The Department of Energy (DOE) last week said it would provide $93 million from the American Recovery and Reinvestment Act to support further development of wind energy in the U.S., as well $100 million from the act for facility and infrastructure improvements at the National Renewable Energy Laboratory (NREL).

Energy Secretary Steven Chu said that the funds would leverage the DOE’s national laboratories, universities, and the private sector to help improve reliability and overcome key technical challenges for the wind industry.

About $45 million of these funds would be directed toward enhancing the government’s ability to support the wind industry through testing the performance and reliability of current and next-generation wind turbine drivetrain systems. The DOE said that this investment would deliver “dependable and cost effective hardware for utility scale wind turbines with over a 20 year design life.” That project is thought to help improve the country’s overall competitiveness in wind energy technology, lower capital costs of wind systems, and maintain a high level of wind energy capacity growth.

The DOE said it would make available $14 million to advance technology development in the private sector. That effort would improve the quality and use of lighter-weight, advanced materials for turbine blades, towers, and other components. Another area of emphasis will be process controls for lamination, blade finishing, trimming, grind, painting, materials handling, and inspection.

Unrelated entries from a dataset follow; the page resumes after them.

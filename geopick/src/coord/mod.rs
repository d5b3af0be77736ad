//! Coordinate types and conversions
//!
//! Provides the bindable [`Coordinate`] value, its always-set form [`LatLng`],
//! precision limiting for values produced by map interaction, and the
//! Web Mercator tile math used to expand raster tile URL templates.

mod types;

pub use types::{
    CoordError, Coordinate, LatLng, TileCoord, MAX_LAT, MAX_LON, MAX_ZOOM, MERCATOR_MAX_LAT,
    MIN_LAT, MIN_LON, MIN_ZOOM, PRECISION_DIGITS,
};

use std::f64::consts::PI;

/// Nudge applied before truncating, in units of the last kept digit.
const TRUNCATION_EPSILON: f64 = 1e-6;

/// Truncates a coordinate axis to [`PRECISION_DIGITS`] decimal digits.
///
/// Extra digits are dropped toward zero. The scaled value is nudged away
/// from zero first so that float representation error cannot turn
/// `12.345678` into `12.345677`.
#[inline]
pub fn limit_precision(value: f64) -> f64 {
    let factor = 10f64.powi(PRECISION_DIGITS);
    let scaled = value * factor;
    (scaled + TRUNCATION_EPSILON.copysign(scaled)).trunc() / factor
}

/// Converts geographic coordinates to tile coordinates.
///
/// Latitudes beyond the Web Mercator limit are clamped to it, since a map
/// view can sit there even though no tile row exists past it.
#[inline]
pub fn to_tile_coords(lat: f64, lon: f64, zoom: u8) -> Result<TileCoord, CoordError> {
    if !(MIN_LAT..=MAX_LAT).contains(&lat) {
        return Err(CoordError::InvalidLatitude(lat));
    }
    if !(MIN_LON..=MAX_LON).contains(&lon) {
        return Err(CoordError::InvalidLongitude(lon));
    }
    if zoom > MAX_ZOOM {
        return Err(CoordError::InvalidZoom(zoom));
    }

    let lat = lat.clamp(-MERCATOR_MAX_LAT, MERCATOR_MAX_LAT);
    let n = 2.0_f64.powi(zoom as i32);
    let max_index = (n as u32).saturating_sub(1);

    let col = (((lon + 180.0) / 360.0 * n) as u32).min(max_index);

    let lat_rad = lat * PI / 180.0;
    let row = (((1.0 - lat_rad.tan().asinh() / PI) / 2.0 * n) as u32).min(max_index);

    Ok(TileCoord { row, col, zoom })
}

Of the remaining funds, $24 million would be poured into wind power research and development, granted to universities and to the industry to focus on wind energy challenges. The DOE said it would invest $10 million at its own National Wind Technology Center in Colorado and noted that, “Additionally, upgrades to the electrical distribution system will permit cost recovery of the power produced by two new utility-scale wind turbines being installed there for testing and evaluation.”

NREL will also receive $68 million for a research support facility, a project that would create the "nation’s most energy-efficient office building." Another $19.2 million would be used to buy solar and fuel cells to replace power at NREL purchased from utilities. The remaining $13.5 million would be directed to create a continuous process research and development capability to develop commercial-scale cellulose-to-ethanol technologies.